View on GitHub

reading-notes

My learning journal for Code Fellows

Web Scraping is a technique to automatically access and extract large amounts of information from a website.

Read through the terms and conditions to understand how to legally use a set of data when scraping.
Make sure you don’t download data too fast and break the website. This can result in you being blocked from the website.
Involves a fetching and an extraction phase. Fetching is the downloading of a page, and the extraction is the parsing of that information and formatting it to a usable amd readable condition.

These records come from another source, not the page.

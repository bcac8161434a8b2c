use super::Snapshot;
use crate::entity::Value;
use crate::error::{PathGrabError, Result};
use crate::file::File;
use crate::schema::DomainConfig;
use chrono::{DateTime, Utc};
use rusqlite::{params, Connection, OptionalExtension};
use std::collections::BTreeMap;
use std::path::Path;

/// SQLite-backed snapshot store. Holds one snapshot at a time; writing
/// replaces the previous one in a single transaction.
pub struct SnapshotDb {
    conn: Connection,
}

impl SnapshotDb {
    /// Open or create the snapshot database at the given path.
    pub fn open(path: &Path) -> Result<Self> {
        let conn = Connection::open(path)?;
        let db = SnapshotDb { conn };
        db.initialize_tables()?;
        Ok(db)
    }

    /// Open an in-memory snapshot database (for testing).
    pub fn open_in_memory() -> Result<Self> {
        let conn = Connection::open_in_memory()?;
        let db = SnapshotDb { conn };
        db.initialize_tables()?;
        Ok(db)
    }

    fn initialize_tables(&self) -> Result<()> {
        self.conn.execute_batch(
            "
            CREATE TABLE IF NOT EXISTS snapshot_meta (
                key TEXT PRIMARY KEY,
                value TEXT NOT NULL
            );

            CREATE TABLE IF NOT EXISTS domains (
                position INTEGER PRIMARY KEY,
                name TEXT NOT NULL UNIQUE,
                root TEXT NOT NULL,
                config_json TEXT NOT NULL
            );

            CREATE TABLE IF NOT EXISTS files (
                path TEXT PRIMARY KEY,
                domain TEXT NOT NULL,
                entities_json TEXT NOT NULL
            );

            CREATE INDEX IF NOT EXISTS idx_files_domain ON files(domain);
            ",
        )?;
        Ok(())
    }

    /// Replace the stored snapshot.
    pub fn write(&mut self, snapshot: &Snapshot) -> Result<()> {
        let tx = self.conn.transaction()?;
        tx.execute_batch("DELETE FROM snapshot_meta; DELETE FROM domains; DELETE FROM files;")?;

        for (key, value) in [
            ("version", snapshot.version.to_string()),
            ("created_at", snapshot.created_at.to_rfc3339()),
            ("config_hash", snapshot.config_hash.clone()),
            ("regex_search", snapshot.regex_search.to_string()),
        ] {
            tx.execute(
                "INSERT INTO snapshot_meta (key, value) VALUES (?1, ?2)",
                params![key, value],
            )?;
        }

        for (position, domain) in snapshot.domains.iter().enumerate() {
            tx.execute(
                "INSERT INTO domains (position, name, root, config_json) VALUES (?1, ?2, ?3, ?4)",
                params![
                    position as i64,
                    domain.name,
                    domain.root,
                    serde_json::to_string(domain)?
                ],
            )?;
        }

        {
            let mut stmt = tx.prepare(
                "INSERT OR REPLACE INTO files (path, domain, entities_json) VALUES (?1, ?2, ?3)",
            )?;
            for file in &snapshot.files {
                stmt.execute(params![
                    file.path,
                    file.domain,
                    serde_json::to_string(&file.entities)?
                ])?;
            }
        }

        tx.commit()?;
        log::debug!("Wrote {} files to snapshot database", snapshot.files.len());
        Ok(())
    }

    fn meta(&self, key: &str) -> Result<Option<String>> {
        let result = self
            .conn
            .query_row(
                "SELECT value FROM snapshot_meta WHERE key = ?1",
                params![key],
                |row| row.get(0),
            )
            .optional()?;
        Ok(result)
    }

    /// Read the stored snapshot, or `None` if nothing was written yet.
    pub fn read(&self) -> Result<Option<Snapshot>> {
        let Some(version) = self.meta("version")? else {
            return Ok(None);
        };
        let version = version
            .parse()
            .map_err(|_| corrupt(&format!("invalid version '{version}'")))?;
        let created_at = self
            .meta("created_at")?
            .ok_or_else(|| corrupt("missing created_at"))?;
        let created_at = DateTime::parse_from_rfc3339(&created_at)
            .map_err(|e| corrupt(&format!("invalid created_at: {e}")))?
            .with_timezone(&Utc);
        let config_hash = self.meta("config_hash")?.unwrap_or_default();
        let regex_search = self.meta("regex_search")?.as_deref() == Some("true");

        Ok(Some(Snapshot {
            version,
            created_at,
            config_hash,
            regex_search,
            domains: self.domains()?,
            files: self.files(None)?,
        }))
    }

    pub fn domains(&self) -> Result<Vec<DomainConfig>> {
        let mut stmt = self
            .conn
            .prepare("SELECT config_json FROM domains ORDER BY position")?;
        let rows = stmt.query_map([], |row| row.get::<_, String>(0))?;

        let mut domains = Vec::new();
        for row in rows {
            domains.push(serde_json::from_str(&row?)?);
        }
        Ok(domains)
    }

    /// Stored file records, optionally restricted to one domain.
    pub fn files(&self, domain: Option<&str>) -> Result<Vec<File>> {
        let mut stmt = self.conn.prepare(
            "SELECT path, domain, entities_json FROM files
             WHERE ?1 IS NULL OR domain = ?1 ORDER BY path",
        )?;
        let rows = stmt.query_map(params![domain], |row| {
            Ok((
                row.get::<_, String>(0)?,
                row.get::<_, String>(1)?,
                row.get::<_, String>(2)?,
            ))
        })?;

        let mut files = Vec::new();
        for row in rows {
            let (path, domain, entities_json) = row?;
            let entities: BTreeMap<String, Value> = serde_json::from_str(&entities_json)?;
            files.push(File {
                path,
                domain,
                entities,
            });
        }
        Ok(files)
    }

    pub fn file_count(&self) -> Result<usize> {
        let count: i64 = self
            .conn
            .query_row("SELECT COUNT(*) FROM files", [], |row| row.get(0))?;
        Ok(count as usize)
    }
}

fn corrupt(message: &str) -> PathGrabError {
    PathGrabError::Configuration(format!("Corrupt snapshot database: {message}"))
}

#[cfg(test)]
mod tests {
    use super::*;
    use crate::layout::tests::bids_layout;

    #[test]
    fn test_empty_database() {
        let db = SnapshotDb::open_in_memory().unwrap();
        assert!(db.read().unwrap().is_none());
        assert_eq!(db.file_count().unwrap(), 0);
    }

    #[test]
    fn test_write_and_read() {
        let mut db = SnapshotDb::open_in_memory().unwrap();
        let snapshot = bids_layout().snapshot();
        db.write(&snapshot).unwrap();

        let read = db.read().unwrap().unwrap();
        assert_eq!(read.config_hash, snapshot.config_hash);
        assert_eq!(read.domains, snapshot.domains);
        assert_eq!(read.files.len(), snapshot.files.len());
        assert_eq!(
            read.created_at.timestamp(),
            snapshot.created_at.timestamp()
        );
        assert_eq!(db.files(Some("bids")).unwrap().len(), 11);
        assert!(db.files(Some("other")).unwrap().is_empty());
    }

    #[test]
    fn test_write_replaces_previous() {
        let mut db = SnapshotDb::open_in_memory().unwrap();
        let mut snapshot = bids_layout().snapshot();
        db.write(&snapshot).unwrap();
        snapshot.files.truncate(2);
        db.write(&snapshot).unwrap();
        assert_eq!(db.file_count().unwrap(), 2);
    }
}
use super::{Layout, Query};
use crate::error::{PathGrabError, Result};
use crate::file::File;
use crate::path_builder::{
    write_contents_to_file, Binding, Bindings, Cardinality, ConflictPolicy, Contents,
    PathBuilder,
};
use std::path::{Path, PathBuf};

/// How [`Layout::copy_files`] materialises each file.
#[derive(Debug, Clone, Copy, Default)]
pub struct CopyOptions {
    pub symlink: bool,
    pub conflicts: ConflictPolicy,
}

impl Layout {
    /// Path builder that coerces bound values with this layout's entity
    /// dtypes.
    pub fn path_builder(&self) -> PathBuilder {
        PathBuilder::new().with_entities(self.entities.values())
    }

    /// Patterns to use when the caller gives none: every domain's
    /// `default_path_patterns`, in domain order.
    fn resolve_patterns<S: AsRef<str>>(&self, patterns: &[S]) -> Result<Vec<String>> {
        let resolved: Vec<String> = if patterns.is_empty() {
            self.domains
                .iter()
                .flat_map(|d| d.default_path_patterns().iter().cloned())
                .collect()
        } else {
            patterns.iter().map(|p| p.as_ref().to_string()).collect()
        };
        if resolved.is_empty() {
            return Err(PathGrabError::Configuration(
                "No path patterns given and no domain defines default_path_patterns".into(),
            ));
        }
        Ok(resolved)
    }

    pub fn build_path<S: AsRef<str>>(
        &self,
        values: &Bindings,
        patterns: &[S],
        cardinality: &str,
    ) -> Result<Vec<String>> {
        let patterns = self.resolve_patterns(patterns)?;
        self.path_builder().build_any(values, &patterns, cardinality)
    }

    /// Build paths from the entity values of an indexed file.
    pub fn build_path_for_file<S: AsRef<str>>(
        &self,
        file: &File,
        patterns: &[S],
        cardinality: &str,
    ) -> Result<Vec<String>> {
        let values: Bindings = file
            .entities
            .iter()
            .map(|(k, v)| (k.clone(), Binding::One(v.clone())))
            .collect();
        self.build_path(&values, patterns, cardinality)
    }

    /// Build exactly one path from `values` and write `contents` there.
    pub fn write_contents<S: AsRef<str>>(
        &self,
        values: &Bindings,
        patterns: &[S],
        contents: Contents<'_>,
        root: Option<&Path>,
        conflicts: ConflictPolicy,
    ) -> Result<Option<PathBuf>> {
        let paths = self.build_path(values, patterns, "==1")?;
        match paths.first() {
            Some(path) => write_contents_to_file(path, contents, root, conflicts),
            None => Ok(None),
        }
    }

    /// Copy (or link) every file matching `query` to the path built from its
    /// own entity values, under `root`.
    ///
    /// Files the patterns cannot build a path for are skipped with a warning.
    /// A file that builds to more than one path is a cardinality error,
    /// raised before anything is written.
    pub fn copy_files<S: AsRef<str>>(
        &self,
        query: &Query,
        patterns: &[S],
        root: &Path,
        options: CopyOptions,
    ) -> Result<Vec<PathBuf>> {
        let single = Cardinality::exactly(1);
        let mut plan = Vec::new();
        for file in self.select(query)? {
            let mut paths = self.build_path_for_file(file, patterns, ">=0")?;
            if paths.is_empty() {
                log::warn!("No path could be built for {}, not copying it", file.path);
                continue;
            }
            single.check(paths.len())?;
            plan.push((file, paths.remove(0)));
        }

        let mut written = Vec::new();
        for (file, target) in plan {
            let source = PathBuf::from(&file.path);
            let result = if options.symlink {
                let source = std::fs::canonicalize(&source)?;
                write_contents_to_file(&target, Contents::Link(&source), Some(root), options.conflicts)?
            } else {
                write_contents_to_file(&target, Contents::CopyOf(&source), Some(root), options.conflicts)?
            };
            written.extend(result);
        }
        log::info!("Copied {} files to {}", written.len(), root.display());
        Ok(written)
    }
}
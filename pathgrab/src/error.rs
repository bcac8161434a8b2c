use thiserror::Error;

#[derive(Error, Debug)]
pub enum PathGrabError {
    #[error("Configuration error: {0}")]
    Configuration(String),

    #[error("Unknown entity: {name}")]
    UnknownEntity { name: String },

    #[error("Type mismatch: entity '{entity}' cannot hold '{value}' as {dtype}")]
    TypeMismatch {
        entity: String,
        value: String,
        dtype: String,
    },

    #[error("Path collision: {path} is indexed by both '{first}' and '{second}'")]
    PathCollision {
        path: String,
        first: String,
        second: String,
    },

    #[error("Cardinality error: expected {expected} paths, built {actual}")]
    Cardinality { expected: String, actual: usize },

    #[error("Scan failure in domain '{domain}': {message}")]
    ScanFailure { domain: String, message: String },

    #[error("IO error: {0}")]
    Io(#[from] std::io::Error),

    #[error("YAML error: {0}")]
    Yaml(#[from] serde_yaml::Error),

    #[error("JSON error: {0}")]
    Json(#[from] serde_json::Error),

    #[error("SQLite error: {0}")]
    Sqlite(#[from] rusqlite::Error),

    #[error("Regex error: {0}")]
    Regex(#[from] regex::Error),

    #[error("Glob pattern error: {0}")]
    Glob(#[from] glob::PatternError),

    #[error("File watcher error: {0}")]
    Watch(#[from] notify::Error),
}

impl PathGrabError {
    /// Configuration and merge errors are fatal at Layout-construction time.
    pub fn is_configuration(&self) -> bool {
        matches!(
            self,
            PathGrabError::Configuration(_) | PathGrabError::UnknownEntity { .. }
        )
    }
}

pub type Result<T> = std::result::Result<T, PathGrabError>;
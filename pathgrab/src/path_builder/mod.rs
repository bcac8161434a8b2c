//! Inverse path construction: entity values + template -> candidate paths.
//!
//! Every list-valued binding multiplies the candidate set (Cartesian
//! product); bracketed choices multiply it further. The final count is
//! validated against a [`Cardinality`] and a violation is always an error.

mod cardinality;
mod template;
mod writer;

pub use cardinality::Cardinality;
pub use template::{
    format_value, AlternationMode, FieldFormat, PathSegment, PathTemplate, Placeholder,
};
pub use writer::{write_contents_to_file, ConflictPolicy, Contents};

use crate::entity::{Entity, Value};
use crate::error::{PathGrabError, Result};
use std::collections::{BTreeMap, HashMap, HashSet};

/// Value(s) bound to one entity placeholder.
#[derive(Debug, Clone, PartialEq)]
pub enum Binding {
    One(Value),
    Many(Vec<Value>),
}

impl Binding {
    pub fn values(&self) -> &[Value] {
        match self {
            Binding::One(v) => std::slice::from_ref(v),
            Binding::Many(vs) => vs,
        }
    }
}

macro_rules! impl_binding_from {
    ($($ty:ty),*) => {
        $(
            impl From<$ty> for Binding {
                fn from(value: $ty) -> Self {
                    Binding::One(value.into())
                }
            }

            impl From<Vec<$ty>> for Binding {
                fn from(values: Vec<$ty>) -> Self {
                    Binding::Many(values.into_iter().map(Into::into).collect())
                }
            }
        )*
    };
}

impl_binding_from!(Value, &str, String, i64, i32, f64);

pub type Bindings = BTreeMap<String, Binding>;

/// Build a `Bindings` map from `(name, binding)` pairs.
pub fn bindings<I, K, B>(pairs: I) -> Bindings
where
    I: IntoIterator<Item = (K, B)>,
    K: Into<String>,
    B: Into<Binding>,
{
    pairs
        .into_iter()
        .map(|(k, b)| (k.into(), b.into()))
        .collect()
}

/// Builds output paths from entity values.
#[derive(Debug, Clone, Default)]
pub struct PathBuilder {
    entities: HashMap<String, Entity>,
    alternation: AlternationMode,
    strict: bool,
}

impl PathBuilder {
    pub fn new() -> Self {
        Self::default()
    }

    /// Entity definitions used to coerce bound values to their dtype.
    pub fn with_entities<'a, I>(mut self, entities: I) -> Self
    where
        I: IntoIterator<Item = &'a Entity>,
    {
        for entity in entities {
            self.entities.insert(entity.name().to_string(), entity.clone());
        }
        self
    }

    pub fn alternation(mut self, mode: AlternationMode) -> Self {
        self.alternation = mode;
        self
    }

    /// In strict mode a pattern is only usable if it references every bound
    /// entity.
    pub fn strict(mut self, strict: bool) -> Self {
        self.strict = strict;
        self
    }

    /// Build paths from a single pattern.
    pub fn build(&self, values: &Bindings, pattern: &str, cardinality: &str) -> Result<Vec<String>> {
        self.build_any(values, &[pattern], cardinality)
    }

    /// Build paths from the first pattern that yields at least one path.
    pub fn build_any<S: AsRef<str>>(
        &self,
        values: &Bindings,
        patterns: &[S],
        cardinality: &str,
    ) -> Result<Vec<String>> {
        let cardinality: Cardinality = cardinality.parse()?;
        let templates = patterns
            .iter()
            .map(|p| PathTemplate::parse(p.as_ref()))
            .collect::<Result<Vec<_>>>()?;
        self.build_templates(values, &templates, &cardinality)
    }

    pub fn build_templates(
        &self,
        values: &Bindings,
        templates: &[PathTemplate],
        cardinality: &Cardinality,
    ) -> Result<Vec<String>> {
        if templates.is_empty() {
            return Err(PathGrabError::Configuration(
                "No path patterns given to build a path from".into(),
            ));
        }
        let values = self.coerce(values)?;

        let mut paths = Vec::new();
        for template in templates {
            paths = self.expand(&values, template);
            if !paths.is_empty() {
                log::debug!("Built {} path(s) from '{}'", paths.len(), template.raw);
                break;
            }
        }

        cardinality.check(paths.len())?;
        Ok(paths)
    }

    fn coerce(&self, values: &Bindings) -> Result<BTreeMap<String, Vec<Value>>> {
        let mut coerced = BTreeMap::new();
        for (name, binding) in values {
            let list = match self.entities.get(name) {
                Some(entity) => binding
                    .values()
                    .iter()
                    .map(|v| entity.coerce_value(v))
                    .collect::<Result<Vec<_>>>()?,
                None => binding.values().to_vec(),
            };
            coerced.insert(name.clone(), list);
        }
        Ok(coerced)
    }

    fn expand(&self, values: &BTreeMap<String, Vec<Value>>, template: &PathTemplate) -> Vec<String> {
        let referenced = template.placeholders();
        if self.strict && values.keys().any(|k| !referenced.contains(&k.as_str())) {
            return Vec::new();
        }

        let axes: Vec<(&str, &[Value])> = referenced
            .iter()
            .filter_map(|name| values.get(*name).map(|vs| (*name, vs.as_slice())))
            .collect();

        let mut seen = HashSet::new();
        let mut paths = Vec::new();
        for assignment in cartesian(&axes) {
            for path in template.render(&assignment, self.alternation) {
                if seen.insert(path.clone()) {
                    paths.push(path);
                }
            }
        }
        paths
    }
}

/// Every combination of one value per axis. An empty axis yields nothing.
fn cartesian(axes: &[(&str, &[Value])]) -> Vec<BTreeMap<String, Value>> {
    let mut combos = vec![BTreeMap::new()];
    for (name, values) in axes {
        let mut next = Vec::with_capacity(combos.len() * values.len());
        for combo in &combos {
            for value in values.iter() {
                let mut extended = combo.clone();
                extended.insert(name.to_string(), value.clone());
                next.push(extended);
            }
        }
        combos = next;
    }
    combos
}

/// Convenience wrapper: build paths without entity coercion.
pub fn build_path(values: &Bindings, pattern: &str, cardinality: &str) -> Result<Vec<String>> {
    PathBuilder::new().build(values, pattern, cardinality)
}
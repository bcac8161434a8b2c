use super::Layout;
use crate::error::Result;
use std::sync::{Arc, RwLock};

/// Shared, swappable reference to the current Layout.
///
/// Readers clone the inner `Arc` and keep querying it while a rebuild runs;
/// a successful rebuild replaces the whole index at once.
#[derive(Debug, Clone)]
pub struct LayoutHandle {
    inner: Arc<RwLock<Arc<Layout>>>,
}

impl LayoutHandle {
    pub fn new(layout: Layout) -> Self {
        LayoutHandle {
            inner: Arc::new(RwLock::new(Arc::new(layout))),
        }
    }

    pub fn current(&self) -> Arc<Layout> {
        let guard = self.inner.read().unwrap_or_else(|e| e.into_inner());
        Arc::clone(&guard)
    }

    /// Install a new layout, returning the previous one.
    pub fn replace(&self, layout: Layout) -> Arc<Layout> {
        let mut guard = self.inner.write().unwrap_or_else(|e| e.into_inner());
        std::mem::replace(&mut *guard, Arc::new(layout))
    }

    /// Build a new layout outside the lock and swap it in. On failure the
    /// current layout stays in place.
    pub fn rebuild<F>(&self, build: F) -> Result<Arc<Layout>>
    where
        F: FnOnce() -> Result<Layout>,
    {
        let layout = build()?;
        self.replace(layout);
        Ok(self.current())
    }
}

#[cfg(test)]
mod tests {
    use super::*;
    use crate::layout::tests::{bids_domain, bids_layout};
    use crate::scanner::StaticScanner;
    use crate::PathGrabError;

    #[test]
    fn test_readers_keep_old_snapshot() {
        let handle = LayoutHandle::new(bids_layout());
        let before = handle.current();
        assert_eq!(before.len(), 11);

        handle
            .rebuild(|| {
                Layout::builder()
                    .domain(bids_domain(), StaticScanner::new(["ds/sub-01/sub-01_T1w.nii"]))
                    .build()
            })
            .unwrap();

        assert_eq!(before.len(), 11);
        assert_eq!(handle.current().len(), 1);
    }

    #[test]
    fn test_failed_rebuild_keeps_current() {
        let handle = LayoutHandle::new(bids_layout());
        let err = handle
            .rebuild(|| Err(PathGrabError::Configuration("broken".into())))
            .unwrap_err();
        assert!(err.is_configuration());
        assert_eq!(handle.current().len(), 11);
    }

    #[test]
    fn test_shared_across_threads() {
        let handle = LayoutHandle::new(bids_layout());
        let reader = handle.clone();
        let count = std::thread::spawn(move || reader.current().count("subject").unwrap())
            .join()
            .unwrap();
        assert_eq!(count, 3);
    }
}
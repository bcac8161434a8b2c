use crate::error::Result;
use super::types::{DomainConfig, LayoutConfig};
use std::path::Path;

/// Parse a configuration file (YAML, or JSON as its subset) into a LayoutConfig
pub fn parse_config(path: &Path) -> Result<LayoutConfig> {
    let content = std::fs::read_to_string(path)?;
    parse_config_str(&content)
}

/// Parse a configuration string into a LayoutConfig
pub fn parse_config_str(content: &str) -> Result<LayoutConfig> {
    let config: LayoutConfig = serde_yaml::from_str(content)?;
    Ok(config)
}

/// Parse a single domain definition
pub fn parse_domain_str(content: &str) -> Result<DomainConfig> {
    let domain: DomainConfig = serde_yaml::from_str(content)?;
    Ok(domain)
}
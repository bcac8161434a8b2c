use crate::entity::{Entity, MapperRegistry, Value};
use crate::error::{PathGrabError, Result};
use crate::path_builder::PathTemplate;
use crate::schema::{DomainConfig, IndexRules};
use crate::util::{normalize_path, relative_to};
use crate::validation::validate_domain_config;
use regex::Regex;
use std::collections::{BTreeMap, HashMap};

/// A named, rooted collection of entities plus include/exclude rules.
///
/// The root is resolved once at creation and never changes afterwards.
#[derive(Debug, Clone)]
pub struct Domain {
    name: String,
    root: String,
    entities: Vec<Entity>,
    rules: IndexRules,
    include: Vec<Regex>,
    exclude: Vec<Regex>,
    directories: HashMap<String, PathTemplate>,
    default_path_patterns: Vec<String>,
}

impl Domain {
    pub fn new(config: &DomainConfig, registry: &MapperRegistry) -> Result<Self> {
        let warnings = validate_domain_config(config, registry).into_result()?;
        for warning in &warnings {
            log::warn!("{warning}");
        }

        let root = resolve_root(&config.root, config.absolute_paths)?;

        let entities = config
            .entities
            .iter()
            .map(|e| Entity::from_config(e, registry))
            .collect::<Result<Vec<_>>>()?;

        let include = compile_rules(&config.index.include)?;
        let exclude = compile_rules(&config.index.exclude)?;

        // Roots may contain braces; escape them before templating
        let escaped_root = root.replace('{', "{{").replace('}', "}}");
        let mut directories = HashMap::new();
        for entity in &entities {
            if let Some(template) = entity.directory() {
                let resolved = template.replace("{{root}}", &escaped_root);
                directories.insert(entity.name().to_string(), PathTemplate::parse(&resolved)?);
            }
        }

        Ok(Domain {
            name: config.name.clone(),
            root,
            entities,
            rules: config.index.clone(),
            include,
            exclude,
            directories,
            default_path_patterns: config.default_path_patterns.clone(),
        })
    }

    pub fn name(&self) -> &str {
        &self.name
    }

    pub fn root(&self) -> &str {
        &self.root
    }

    pub fn entities(&self) -> &[Entity] {
        &self.entities
    }

    pub fn entity(&self, name: &str) -> Option<&Entity> {
        self.entities.iter().find(|e| e.name() == name)
    }

    pub fn rules(&self) -> &IndexRules {
        &self.rules
    }

    pub fn default_path_patterns(&self) -> &[String] {
        &self.default_path_patterns
    }

    /// Include/exclude filter. Rules are searched against the path relative
    /// to the root. A path is dropped if any exclude rule matches, or if
    /// include rules exist and none matches.
    pub fn accepts(&self, path: &str) -> bool {
        let rel = relative_to(path, &self.root);
        if self.exclude.iter().any(|r| r.is_match(rel)) {
            return false;
        }
        self.include.is_empty() || self.include.iter().any(|r| r.is_match(rel))
    }

    /// The entity's directory template with `{{root}}` substituted.
    pub fn directory_template(&self, entity: &str) -> Option<&PathTemplate> {
        self.directories.get(entity)
    }

    /// Render an entity's canonical directory from a file's values.
    pub fn render_directory(&self, entity: &str, values: &BTreeMap<String, Value>) -> Option<String> {
        self.directory_template(entity)?
            .render_first(values)
            .map(|d| normalize_path(&d))
    }

    /// The configuration this domain was built from, with the resolved root.
    pub fn to_config(&self) -> DomainConfig {
        DomainConfig {
            name: self.name.clone(),
            root: self.root.clone(),
            absolute_paths: false,
            entities: self.entities.iter().map(Entity::to_config).collect(),
            index: self.rules.clone(),
            default_path_patterns: self.default_path_patterns.clone(),
        }
    }
}

fn compile_rules(rules: &[String]) -> Result<Vec<Regex>> {
    rules
        .iter()
        .map(|r| {
            Regex::new(r).map_err(|e| {
                PathGrabError::Configuration(format!("Invalid index rule '{r}': {e}"))
            })
        })
        .collect()
}

fn resolve_root(root: &str, absolute: bool) -> Result<String> {
    let root = if root.is_empty() { "." } else { root };
    let path = std::path::Path::new(root);
    if absolute && path.is_relative() {
        let cwd = std::env::current_dir()?;
        let joined = cwd.join(path);
        let text = joined.to_string_lossy();
        let text = text.strip_suffix("/.").unwrap_or(&*text);
        return Ok(normalize_path(text));
    }
    Ok(normalize_path(root))
}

Figure out how to access the relevant data within the website. This can be done by targeting specific HTML tags on the site

For Python, import the following libraries:

import requests
import urllib.request
import time
from bs4 import BeautifulSoup

Set a variable called url to the the website, and then access the library with the request library
If successful, you should get a 200 response
Next, use BeautifulSoup to parse through the response data. Docs for BeautifulSoup can be found here
Use the .findall method to find all of your created <a> tags.
Finally convert the information contained at the end of the link into a .txt file and save it to your computer

The over arching rule of scraping (and honestly life. It’s the not that complicated people), is to ‘Be Nice’. Follow a websites crawling policies.
Respecting the robot.txt file is important when considering scraping a website. if it contains the lines
```
User-agent: *
```
or
```
Disallow:/
```
it means that the site does not want to be scraped.
Make the crawling slower and do not slam the server. This means slowing down your scraper so the website is not put under unneeded stress from the scraping and crawling of the site. When creating a spider to traverse the page, put in some elements to suggest that it is fact not a program. This will both slow down the traversal as well as make it look more human in nature
Change your IP address as needed so it isn’t apparent you are a scraper

The converting into text files and then using that information is still a little confusing to me.
It’s not explicitly stated, but it sounds like you can only scrape information that is found in a link from the page you are trying to scrape from?